Friday, February 10, 2006

Thinking About Historical Analyses

I'll take a break today from the historical analyses to highlight several issues when using historical data to define possible trading edges:

1) All such analyses provide hypotheses only, not conclusions. The historical analyses are not "right" if they are replayed in the upcoming markets; nor are they "wrong" if the historical odds are not manifested on the next occasion. The historical studies merely indicate what has occurred in the past and whether such occurrences have been skewed or not. Our job is to use this information as background and see if the obtained patterns are indeed playing themselves out in the market. As I mentioned in a recent article for The Traders Journal in Singapore, Pasteur's observation that "Chance favors the prepared mind" captures the intent of historical study. It is meant as preparation--not as a fixed opinion to get locked into.

2) Disconfirmed hypotheses also provide information. Excellent trade ideas can be derived once you identify that a market is behaving contrary to its historical norms.

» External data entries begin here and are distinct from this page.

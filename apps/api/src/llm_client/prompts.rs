// Prompt fragments shared by every caller of the LLM client.

/// System prompt for free-form prose generation.
pub const PROSE_SYSTEM: &str = "You are an expert career coach. \
    Write clear, professional prose. \
    Output only the requested document, with no preamble or closing remarks.";
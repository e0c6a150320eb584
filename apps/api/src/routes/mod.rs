pub mod health;

use axum::{
    extract::DefaultBodyLimit,
    routing::{get, post},
    Router,
};

use crate::resumes::handlers;
use crate::state::AppState;

pub fn build_router(state: AppState, max_upload_bytes: usize) -> Router {
    Router::new()
        .route("/health", get(health::health_handler))
        .route(
            "/api/v1/resumes",
            post(handlers::handle_upload).get(handlers::handle_list),
        )
        .route("/api/v1/resumes/:id", get(handlers::handle_get))
        .route(
            "/api/v1/resumes/:id/career-docs",
            post(handlers::handle_career_doc),
        )
        .layer(DefaultBodyLimit::max(max_upload_bytes))
        .with_state(state)
}

#[cfg(test)]
mod tests {
    use std::sync::Arc;

    use axum::{
        body::{to_bytes, Body},
        http::{header::CONTENT_TYPE, Request, StatusCode},
    };
    use serde_json::{json, Value};
    use tower::ServiceExt;
    use uuid::Uuid;

    use super::*;
    use crate::extraction::upload::UNREADABLE_HINT;
    use crate::test_support::{sample_analysis, FixedExtractor, MemoryResumeStore, StubAnalyzer};

    const BOUNDARY: &str = "resumai-test-boundary";
    const RESUME_LINE: &str =
        "Jane Smith - Staff Engineer - Rust, PostgreSQL, distributed systems, 10 years";

    fn app_with(extractor: FixedExtractor, analyzer: StubAnalyzer) -> Router {
        let state = AppState {
            extractor: Arc::new(extractor),
            analyzer: Arc::new(analyzer),
            store: Arc::new(MemoryResumeStore::default()),
        };
        build_router(state, 1024 * 1024)
    }

    fn app() -> Router {
        app_with(
            FixedExtractor::single_line(RESUME_LINE),
            StubAnalyzer::ok(sample_analysis()),
        )
    }

    fn multipart_body(field: &str, file_name: &str, bytes: &[u8]) -> Vec<u8> {
        let mut body = format!(
            "--{BOUNDARY}\r\nContent-Disposition: form-data; name=\"{field}\"; filename=\"{file_name}\"\r\nContent-Type: application/pdf\r\n\r\n"
        )
        .into_bytes();
        body.extend_from_slice(bytes);
        body.extend_from_slice(format!("\r\n--{BOUNDARY}--\r\n").as_bytes());
        body
    }

    fn upload_request(user_id: Uuid, body: Vec<u8>) -> Request<Body> {
        Request::builder()
            .method("POST")
            .uri(format!("/api/v1/resumes?user_id={user_id}"))
            .header(CONTENT_TYPE, format!("multipart/form-data; boundary={BOUNDARY}"))
            .body(Body::from(body))
            .unwrap()
    }

    fn get_request(uri: String) -> Request<Body> {
        Request::builder().uri(uri).body(Body::empty()).unwrap()
    }

    fn career_doc_request(user_id: Uuid, resume_id: &str, body: Value) -> Request<Body> {
        Request::builder()
            .method("POST")
            .uri(format!("/api/v1/resumes/{resume_id}/career-docs?user_id={user_id}"))
            .header(CONTENT_TYPE, "application/json")
            .body(Body::from(body.to_string()))
            .unwrap()
    }

    async fn send(app: &Router, request: Request<Body>) -> (StatusCode, Value) {
        let response = app.clone().oneshot(request).await.unwrap();
        let status = response.status();
        let bytes = to_bytes(response.into_body(), usize::MAX).await.unwrap();
        let body = serde_json::from_slice(&bytes).unwrap_or(Value::Null);
        (status, body)
    }

    #[tokio::test]
    async fn test_health() {
        let (status, body) = send(&app(), get_request("/health".to_string())).await;
        assert_eq!(status, StatusCode::OK);
        assert_eq!(body["status"], "ok");
    }

    #[tokio::test]
    async fn test_upload_then_list_and_get() {
        let app = app();
        let user_id = Uuid::new_v4();

        let (status, body) = send(
            &app,
            upload_request(user_id, multipart_body("file", "jane.pdf", b"%PDF-1.7")),
        )
        .await;
        assert_eq!(status, StatusCode::CREATED);
        assert_eq!(body["file_name"], "jane.pdf");
        assert_eq!(body["analysis"]["ats_score"], 78.0);
        let id = body["id"].as_str().unwrap().to_string();

        let (status, list) = send(&app, get_request(format!("/api/v1/resumes?user_id={user_id}"))).await;
        assert_eq!(status, StatusCode::OK);
        assert_eq!(list.as_array().unwrap().len(), 1);
        assert_eq!(list[0]["id"], id.as_str());

        let (status, detail) =
            send(&app, get_request(format!("/api/v1/resumes/{id}?user_id={user_id}"))).await;
        assert_eq!(status, StatusCode::OK);
        assert_eq!(detail["resume"]["content"], RESUME_LINE);
        assert_eq!(detail["analysis"]["missing_keywords"], json!(["Kubernetes"]));
    }

    #[tokio::test]
    async fn test_zero_byte_upload_is_rejected() {
        let (status, body) = send(
            &app(),
            upload_request(Uuid::new_v4(), multipart_body("file", "empty.pdf", b"")),
        )
        .await;
        assert_eq!(status, StatusCode::BAD_REQUEST);
        assert_eq!(body["error"]["code"], "EMPTY_FILE");
    }

    #[tokio::test]
    async fn test_form_without_file_field_is_rejected() {
        let (status, body) = send(
            &app(),
            upload_request(Uuid::new_v4(), multipart_body("avatar", "me.pdf", b"%PDF")),
        )
        .await;
        assert_eq!(status, StatusCode::BAD_REQUEST);
        assert_eq!(body["error"]["code"], "EMPTY_FILE");
    }

    #[tokio::test]
    async fn test_scanned_upload_returns_hint() {
        let app = app_with(
            FixedExtractor::single_line("~ ~ ..|| ,"),
            StubAnalyzer::ok(sample_analysis()),
        );
        let (status, body) = send(
            &app,
            upload_request(Uuid::new_v4(), multipart_body("file", "scan.pdf", b"%PDF")),
        )
        .await;
        assert_eq!(status, StatusCode::UNPROCESSABLE_ENTITY);
        assert_eq!(body["error"]["code"], "UNREADABLE_CONTENT");
        assert_eq!(body["error"]["hint"], UNREADABLE_HINT);
    }

    #[tokio::test]
    async fn test_analysis_failure_is_bad_gateway() {
        let app = app_with(
            FixedExtractor::single_line(RESUME_LINE),
            StubAnalyzer::failing(),
        );
        let user_id = Uuid::new_v4();
        let (status, body) = send(
            &app,
            upload_request(user_id, multipart_body("file", "cv.pdf", b"%PDF")),
        )
        .await;
        assert_eq!(status, StatusCode::BAD_GATEWAY);
        assert_eq!(body["error"]["code"], "ANALYSIS_FAILED");

        let (_, list) = send(&app, get_request(format!("/api/v1/resumes?user_id={user_id}"))).await;
        assert_eq!(list, json!([]));
    }

    #[tokio::test]
    async fn test_other_users_resume_is_not_found() {
        let app = app();
        let owner = Uuid::new_v4();
        let (_, body) = send(
            &app,
            upload_request(owner, multipart_body("file", "cv.pdf", b"%PDF")),
        )
        .await;
        let id = body["id"].as_str().unwrap().to_string();

        let stranger = Uuid::new_v4();
        let (status, body) =
            send(&app, get_request(format!("/api/v1/resumes/{id}?user_id={stranger}"))).await;
        assert_eq!(status, StatusCode::NOT_FOUND);
        assert_eq!(body["error"]["code"], "NOT_FOUND");
    }

    #[tokio::test]
    async fn test_interview_prep_for_stored_resume() {
        let reply = r#"{"questions": [{"question": "Tell me about Rust.", "answer": "Ownership."}]}"#;
        let app = app_with(
            FixedExtractor::single_line(RESUME_LINE),
            StubAnalyzer::ok(sample_analysis()).with_reply(reply),
        );
        let user_id = Uuid::new_v4();
        let (_, body) = send(
            &app,
            upload_request(user_id, multipart_body("file", "cv.pdf", b"%PDF")),
        )
        .await;
        let id = body["id"].as_str().unwrap().to_string();

        let (status, doc) = send(
            &app,
            career_doc_request(
                user_id,
                &id,
                json!({"job_description": "Senior Rust engineer", "kind": "interview_prep"}),
            ),
        )
        .await;
        assert_eq!(status, StatusCode::OK);
        assert_eq!(doc["kind"], "interview_prep");
        assert_eq!(doc["questions"][0]["answer"], "Ownership.");
    }

    #[tokio::test]
    async fn test_career_doc_requires_job_description() {
        let (status, body) = send(
            &app(),
            career_doc_request(
                Uuid::new_v4(),
                &Uuid::new_v4().to_string(),
                json!({"job_description": "  ", "kind": "cover_letter"}),
            ),
        )
        .await;
        assert_eq!(status, StatusCode::BAD_REQUEST);
        assert_eq!(body["error"]["code"], "VALIDATION_ERROR");
    }
}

3) The utility and validity of historical analyses depends not only on having clean data and a promising set of indicators to study, but also on selecting proper lookback periods. The patterns that were common during the 2000-2002 bear market are not patterns we've seen in the past 2-3 years. Nor will the patterns of 2008 replicate those of the recent past. Recently, we've seen that patterns that were strong early in the current bull market (2003-4) are no longer robust. This means that we must weight recent data more strongly and be open to the possibility that we are undergoing a market transition. Indeed, shifts of trending and volatility patterns are perhaps the best evidence we have that market cycles are shifting.

4) The utility and validity of historical analyses also depends upon lookforward periods. Forecasting directional tendencies 1-3 days in the future requires a different set of predictors than forecasting 1-3 months or years hence. Of particular importance is what I call the optimum predictive horizon: the time frame that is most reliably forecast with a given set of predictors. This horizon, which almost always is not intraday, can help one define a directional bias within which shorter-term trading can occur.

5) Historical analyses are best employed in combination, with different sets of predictors and timeframes. Occasions in which multiple analyses converge to yield similar directional biases provide very high confidence trade ideas. Occasions when multiple analyses generate no meaningful directional biases help alert us to markets where our edge might be slim to none. Much of total P/L comes from trading known edges aggressively and staying away from risk when there is no edge--something any good poker player knows.

I will follow up with further thoughts on the Trader Performance blog of my personal site. Thanks for the many kind comments and suggestions I've received regarding the TraderFeed blog.